■ MATERIAL SUPPLIED ■
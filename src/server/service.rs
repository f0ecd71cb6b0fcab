//! Service and method traits plus the ordered service registry.

use std::collections::HashMap;
use std::sync::Arc;

use async_trait::async_trait;

use crate::protocol::ReplyBuf;
use crate::server::context::{RequestBody, StreamingContext};

/// One callable RPC method.
///
/// Contract: read exactly `ctx.header().size` bytes from `body`, call
/// `ctx.signal_body_parse()` once those bytes are consumed, then produce
/// the reply payload. The correlation id is stamped by the server.
///
/// # Example
///
/// ```ignore
/// struct Echo;
///
/// #[async_trait]
/// impl Method for Echo {
///     async fn handle(
///         &self,
///         mut body: RequestBody,
///         ctx: &mut StreamingContext,
///     ) -> anyhow::Result<ReplyBuf> {
///         let size = ctx.header().size;
///         let _units = ctx.reserve_memory(size).await;
///         let mut payload = vec![0u8; size as usize];
///         body.read_exact(&mut payload).await?;
///         drop(body);
///         ctx.signal_body_parse();
///         Ok(ReplyBuf::from_payload(payload))
///     }
/// }
/// ```
#[async_trait]
pub trait Method: Send + Sync {
    async fn handle(
        &self,
        body: RequestBody,
        ctx: &mut StreamingContext,
    ) -> anyhow::Result<ReplyBuf>;
}

/// A set of methods addressable by id.
///
/// Methods are handed out as `Arc` so a dispatched handler can hold one
/// across awaits without borrowing the service.
pub trait Service: Send + Sync {
    fn method_from_id(&self, id: u32) -> Option<Arc<dyn Method>>;
}

/// Service backed by a plain method-id map.
#[derive(Default)]
pub struct MapService {
    methods: HashMap<u32, Arc<dyn Method>>,
}

impl MapService {
    pub fn new() -> Self {
        Self::default()
    }

    pub fn with_method(mut self, id: u32, method: Arc<dyn Method>) -> Self {
        self.methods.insert(id, method);
        self
    }
}

impl Service for MapService {
    fn method_from_id(&self, id: u32) -> Option<Arc<dyn Method>> {
        self.methods.get(&id).cloned()
    }
}

/// Ordered collection of registered services.
///
/// Lookup is linear in registration order and takes the first service
/// claiming the id, so duplicate ids resolve to the earliest registered
/// service.
#[derive(Default)]
pub(crate) struct ServiceRegistry {
    services: Vec<Box<dyn Service>>,
}

impl ServiceRegistry {
    pub(crate) fn new() -> Self {
        Self::default()
    }

    pub(crate) fn register(&mut self, service: Box<dyn Service>) {
        self.services.push(service);
    }

    pub(crate) fn len(&self) -> usize {
        self.services.len()
    }

    pub(crate) fn lookup(&self, id: u32) -> Option<Arc<dyn Method>> {
        self.services
            .iter()
            .find_map(|service| service.method_from_id(id))
    }
}
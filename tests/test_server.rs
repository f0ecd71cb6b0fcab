//! End-to-end tests against a live server on a loopback listener.

use std::net::SocketAddr;
use std::sync::Arc;
use std::time::Duration;

use async_trait::async_trait;
use tokio::io::{AsyncRead, AsyncReadExt, AsyncWrite, AsyncWriteExt};
use tokio::net::TcpStream;
use tokio::sync::Notify;
use tokio::time::timeout;

use crossbar::protocol::{HEADER_SIZE, Header, REPLY_HEADER_SIZE, ReplyBuf, ReplyHeader};
use crossbar::server::{
    MapService, Method, RequestBody, Server, ServerConfig, ServerMetrics, Service,
    StreamingContext,
};

use tokio_rustls::TlsConnector;
use tokio_rustls::rustls::pki_types::ServerName;
use tokio_rustls::rustls::{ClientConfig, RootCertStore, ServerConfig as TlsServerConfig};

const ECHO_METHOD: u32 = 1;
const HOLD_METHOD: u32 = 2;
const SLOW_METHOD: u32 = 3;
const FLAGGED_METHOD: u32 = 4;

/// Echoes the request body.
struct EchoMethod;

#[async_trait]
impl Method for EchoMethod {
    async fn handle(
        &self,
        mut body: RequestBody,
        ctx: &mut StreamingContext,
    ) -> anyhow::Result<ReplyBuf> {
        let size = ctx.header().size;
        let _units = ctx.reserve_memory(size).await;
        let mut payload = vec![0u8; size as usize];
        body.read_exact(&mut payload).await?;
        drop(body);
        ctx.signal_body_parse();
        Ok(ReplyBuf::from_payload(payload))
    }
}

/// Reserves a fixed amount of memory and holds it until released.
struct HoldMethod {
    reserve: u32,
    release: Arc<Notify>,
}

#[async_trait]
impl Method for HoldMethod {
    async fn handle(
        &self,
        mut body: RequestBody,
        ctx: &mut StreamingContext,
    ) -> anyhow::Result<ReplyBuf> {
        let units = ctx.reserve_memory(self.reserve).await;
        let mut payload = vec![0u8; ctx.header().size as usize];
        body.read_exact(&mut payload).await?;
        drop(body);
        ctx.signal_body_parse();
        self.release.notified().await;
        drop(units);
        Ok(ReplyBuf::from_payload(payload))
    }
}

/// Consumes the body, then takes a while to produce the reply.
struct SlowMethod;

#[async_trait]
impl Method for SlowMethod {
    async fn handle(
        &self,
        mut body: RequestBody,
        ctx: &mut StreamingContext,
    ) -> anyhow::Result<ReplyBuf> {
        let mut payload = vec![0u8; ctx.header().size as usize];
        body.read_exact(&mut payload).await?;
        drop(body);
        ctx.signal_body_parse();
        tokio::time::sleep(Duration::from_millis(300)).await;
        Ok(ReplyBuf::from_payload(payload))
    }
}

/// Echoes the body in small chunks, pacing the read off `remaining()`,
/// and marks the reply with a fixed flags byte.
struct FlaggedEcho(u8);

#[async_trait]
impl Method for FlaggedEcho {
    async fn handle(
        &self,
        mut body: RequestBody,
        ctx: &mut StreamingContext,
    ) -> anyhow::Result<ReplyBuf> {
        anyhow::ensure!(
            body.remaining() == u64::from(ctx.header().size),
            "body length does not match the header"
        );
        let mut payload = Vec::with_capacity(body.remaining() as usize);
        while body.remaining() > 0 {
            let mut chunk = [0u8; 5];
            let n = body.read(&mut chunk).await?;
            anyhow::ensure!(n > 0, "body ended early");
            payload.extend_from_slice(&chunk[..n]);
        }
        anyhow::ensure!(body.remaining() == 0, "body not fully consumed");
        drop(body);
        ctx.signal_body_parse();
        let mut reply = ReplyBuf::from_payload(payload);
        reply.set_flags(self.0);
        Ok(reply)
    }
}

/// Replies with a fixed payload regardless of the request.
struct StaticReply(&'static str);

#[async_trait]
impl Method for StaticReply {
    async fn handle(
        &self,
        body: RequestBody,
        ctx: &mut StreamingContext,
    ) -> anyhow::Result<ReplyBuf> {
        drop(body);
        ctx.signal_body_parse();
        Ok(ReplyBuf::from_payload(self.0.as_bytes().to_vec()))
    }
}

fn loopback_config(max_memory: usize) -> ServerConfig {
    ServerConfig {
        addrs: vec!["127.0.0.1:0".parse().unwrap()],
        max_service_memory_per_core: max_memory,
        ..Default::default()
    }
}

async fn start_server(cfg: ServerConfig, services: Vec<Box<dyn Service>>) -> Arc<Server> {
    let mut server = Server::new(cfg);
    for service in services {
        server.register(service);
    }
    let server = Arc::new(server);
    server.start().await.expect("server failed to start");
    server
}

fn echo_service() -> Box<dyn Service> {
    Box::new(MapService::new().with_method(ECHO_METHOD, Arc::new(EchoMethod)))
}

async fn connect(server: &Server) -> TcpStream {
    let addr = server.local_addrs()[0];
    TcpStream::connect(addr).await.expect("connect failed")
}

async fn send_request<S>(stream: &mut S, method: u32, correlation_id: u32, body: &[u8])
where
    S: AsyncWrite + Unpin,
{
    let header = Header::new(method, body.len() as u32, correlation_id);
    stream.write_all(&header.encode()).await.unwrap();
    stream.write_all(body).await.unwrap();
    stream.flush().await.unwrap();
}

async fn read_reply<S>(stream: &mut S) -> (ReplyHeader, Vec<u8>)
where
    S: AsyncRead + Unpin,
{
    let mut raw = [0u8; REPLY_HEADER_SIZE];
    stream.read_exact(&mut raw).await.unwrap();
    let header = ReplyHeader::decode(&raw).expect("reply header is well formed");
    let mut payload = vec![0u8; header.size as usize];
    stream.read_exact(&mut payload).await.unwrap();
    (header, payload)
}

async fn wait_for_metrics(server: &Server, mut cond: impl FnMut(&ServerMetrics) -> bool) {
    timeout(Duration::from_secs(5), async {
        loop {
            if let Some(metrics) = server.metrics() {
                if cond(&metrics) {
                    return;
                }
            }
            tokio::time::sleep(Duration::from_millis(10)).await;
        }
    })
    .await
    .expect("metrics condition not reached in time");
}

#[tokio::test]
async fn test_echo_replies_in_arrival_order() {
    let server = start_server(loopback_config(1024 * 1024), vec![echo_service()]).await;
    let mut client = connect(&server).await;

    // Pipeline three requests before reading any reply.
    let bodies: [&[u8]; 3] = [&[0xaa; 100], &[0xbb; 100], &[0xcc; 100]];
    for (i, body) in bodies.iter().enumerate() {
        send_request(&mut client, ECHO_METHOD, (i + 1) as u32, body).await;
    }

    for (i, body) in bodies.iter().enumerate() {
        let (header, payload) = read_reply(&mut client).await;
        assert_eq!(header.correlation_id, (i + 1) as u32);
        assert_eq!(&payload[..], *body);
    }

    wait_for_metrics(&server, |m| {
        m.rpc_consumed_mem == 0
            && m.probe.requests_completed == 3
            && m.rpc_dispatch_handler_latency.count == 3
    })
    .await;

    let metrics = server.metrics().unwrap();
    assert_eq!(metrics.rpc_services, 1);
    assert_eq!(metrics.rpc_max_service_mem, 1024 * 1024);
    assert_eq!(metrics.probe.header_corrupted, 0);
    assert_eq!(
        metrics.probe.bytes_received,
        3 * (HEADER_SIZE as u64 + 100)
    );

    server.stop().await;
}

#[tokio::test]
async fn test_memory_backpressure_suspends_second_request() {
    let release = Arc::new(Notify::new());
    let service = MapService::new()
        .with_method(
            HOLD_METHOD,
            Arc::new(HoldMethod {
                reserve: 900,
                release: Arc::clone(&release),
            }),
        )
        .with_method(ECHO_METHOD, Arc::new(EchoMethod));
    let server = start_server(loopback_config(1024), vec![Box::new(service)]).await;
    let mut client = connect(&server).await;

    send_request(&mut client, HOLD_METHOD, 1, b"x").await;
    wait_for_metrics(&server, |m| m.rpc_consumed_mem >= 900).await;

    // The echo handler needs 200 bytes but only 124 remain, so its
    // reservation must suspend.
    send_request(&mut client, ECHO_METHOD, 2, &[0x42; 200]).await;
    wait_for_metrics(&server, |m| m.memory_waiters == 1 && m.probe.memory_waits >= 1).await;

    release.notify_one();

    let (first, payload) = read_reply(&mut client).await;
    assert_eq!(first.correlation_id, 1);
    assert_eq!(payload, b"x");

    let (second, payload) = read_reply(&mut client).await;
    assert_eq!(second.correlation_id, 2);
    assert_eq!(payload, vec![0x42; 200]);

    wait_for_metrics(&server, |m| m.rpc_consumed_mem == 0 && m.memory_waiters == 0).await;
    server.stop().await;
}

#[tokio::test]
async fn test_corrupt_header_does_not_poison_connection() {
    let server = start_server(loopback_config(1024 * 1024), vec![echo_service()]).await;
    let mut client = connect(&server).await;

    send_request(&mut client, ECHO_METHOD, 1, b"one").await;

    // A header-sized frame with a broken checksum between two valid
    // requests. Framing stays aligned, so only the counter should move.
    let mut corrupt = Header::new(ECHO_METHOD, 0, 99).encode();
    corrupt[14] ^= 0xff;
    client.write_all(&corrupt).await.unwrap();

    send_request(&mut client, ECHO_METHOD, 2, b"two").await;

    let (first, payload) = read_reply(&mut client).await;
    assert_eq!(first.correlation_id, 1);
    assert_eq!(payload, b"one");

    let (second, payload) = read_reply(&mut client).await;
    assert_eq!(second.correlation_id, 2);
    assert_eq!(payload, b"two");

    wait_for_metrics(&server, |m| {
        m.probe.header_corrupted == 1 && m.probe.requests_completed == 2
    })
    .await;

    server.stop().await;
}

#[tokio::test]
async fn test_unknown_method_fails_the_connection() {
    let server = start_server(loopback_config(1024 * 1024), vec![echo_service()]).await;
    let mut client = connect(&server).await;

    send_request(&mut client, 999, 5, b"").await;

    wait_for_metrics(&server, |m| m.probe.method_not_found == 1).await;

    // The connection is closed before any further request is served.
    let mut buf = [0u8; 1];
    match timeout(Duration::from_secs(5), client.read(&mut buf)).await {
        Ok(Ok(0)) | Ok(Err(_)) => {}
        Ok(Ok(n)) => panic!("expected EOF, read {n} bytes"),
        Err(_) => panic!("connection not closed after unknown method"),
    }

    server.stop().await;
}

#[tokio::test]
async fn test_graceful_shutdown_drains_in_flight_handlers() {
    let service = MapService::new().with_method(SLOW_METHOD, Arc::new(SlowMethod));
    let server = start_server(loopback_config(1024 * 1024), vec![Box::new(service)]).await;

    let mut clients = Vec::new();
    for _ in 0..2 {
        clients.push(connect(&server).await);
    }
    for client in &mut clients {
        for i in 0..5 {
            send_request(client, SLOW_METHOD, i + 1, b"ping").await;
        }
    }

    // All ten requests dispatched before shutdown begins.
    let expected = 10 * (HEADER_SIZE as u64 + 4);
    wait_for_metrics(&server, |m| m.probe.bytes_received == expected).await;

    timeout(Duration::from_secs(5), server.stop())
        .await
        .expect("stop() did not drain in time");

    // Every started handler ran to completion; its write either finished
    // or was skipped, but it was always accounted.
    let metrics = server.metrics().unwrap();
    assert_eq!(metrics.probe.requests_completed, 10);
    assert_eq!(metrics.rpc_consumed_mem, 0);
}

#[tokio::test]
async fn test_reply_flags_survive_the_wire() {
    const FLAGS: u8 = 0b0000_0110;
    let service = MapService::new().with_method(FLAGGED_METHOD, Arc::new(FlaggedEcho(FLAGS)));
    let server = start_server(loopback_config(1024 * 1024), vec![Box::new(service)]).await;
    let mut client = connect(&server).await;

    // The body length is deliberately not a multiple of the handler's
    // chunk size, so the remaining() pacing has a short final read.
    send_request(&mut client, FLAGGED_METHOD, 11, b"flagged-body").await;

    let (header, payload) = read_reply(&mut client).await;
    assert_eq!(header.flags, FLAGS);
    assert_eq!(header.correlation_id, 11);
    assert_eq!(payload, b"flagged-body");

    server.stop().await;
}

#[tokio::test]
async fn test_duplicate_method_id_resolves_to_first_registered() {
    let first = MapService::new().with_method(7, Arc::new(StaticReply("first")));
    let second = MapService::new().with_method(7, Arc::new(StaticReply("second")));
    let server = start_server(
        loopback_config(1024 * 1024),
        vec![Box::new(first), Box::new(second)],
    )
    .await;

    let mut client = connect(&server).await;
    send_request(&mut client, 7, 1, b"").await;

    let (header, payload) = read_reply(&mut client).await;
    assert_eq!(header.correlation_id, 1);
    assert_eq!(payload, b"first");

    server.stop().await;
}

#[test]
fn test_disable_metrics_suppresses_snapshots() {
    let cfg = ServerConfig {
        disable_metrics: true,
        ..loopback_config(1024)
    };
    let server = Server::new(cfg);

    assert!(server.metrics().is_none());
}

fn tls_server_credentials() -> Arc<TlsServerConfig> {
    let certs = rustls_pemfile::certs(&mut &include_bytes!("fixtures/cert.pem")[..])
        .collect::<Result<Vec<_>, _>>()
        .unwrap();
    let key = rustls_pemfile::private_key(&mut &include_bytes!("fixtures/key.pem")[..])
        .unwrap()
        .expect("fixture key is present");
    Arc::new(
        TlsServerConfig::builder()
            .with_no_client_auth()
            .with_single_cert(certs, key)
            .unwrap(),
    )
}

async fn tls_connect(addr: SocketAddr) -> tokio_rustls::client::TlsStream<TcpStream> {
    let mut roots = RootCertStore::empty();
    for cert in rustls_pemfile::certs(&mut &include_bytes!("fixtures/cert.pem")[..]) {
        roots.add(cert.unwrap()).unwrap();
    }
    let config = ClientConfig::builder()
        .with_root_certificates(roots)
        .with_no_client_auth();
    let connector = TlsConnector::from(Arc::new(config));
    let tcp = TcpStream::connect(addr).await.unwrap();
    connector
        .connect(ServerName::try_from("localhost").unwrap(), tcp)
        .await
        .expect("tls handshake failed")
}

async fn echo_session<S>(stream: &mut S) -> Vec<(ReplyHeader, Vec<u8>)>
where
    S: AsyncRead + AsyncWrite + Unpin,
{
    let bodies: [&[u8]; 3] = [b"alpha", b"beta", b"gamma"];
    for (i, body) in bodies.iter().enumerate() {
        send_request(stream, ECHO_METHOD, (i + 1) as u32, body).await;
    }
    let mut replies = Vec::new();
    for _ in 0..bodies.len() {
        replies.push(read_reply(stream).await);
    }
    replies
}

#[tokio::test]
async fn test_tls_and_plaintext_yield_identical_replies() {
    let plain_server = start_server(loopback_config(1024 * 1024), vec![echo_service()]).await;
    let mut plain_client = connect(&plain_server).await;
    let plain_replies = echo_session(&mut plain_client).await;
    drop(plain_client);
    plain_server.stop().await;

    let tls_cfg = ServerConfig {
        credentials: Some(tls_server_credentials()),
        ..loopback_config(1024 * 1024)
    };
    let tls_server = start_server(tls_cfg, vec![echo_service()]).await;
    let mut tls_client = tls_connect(tls_server.local_addrs()[0]).await;
    let tls_replies = echo_session(&mut tls_client).await;
    drop(tls_client);
    tls_server.stop().await;

    assert_eq!(plain_replies, tls_replies);
}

■ EXERCISE REQUIREMENTS ■
Scan the data above for the string "produce". Copy every line in which it appears.

■ RESPONSE ■
/// `ctx.signal_body_parse()` once those bytes are consumed, then produce
/// Consumes the body, then takes a while to produce the reply.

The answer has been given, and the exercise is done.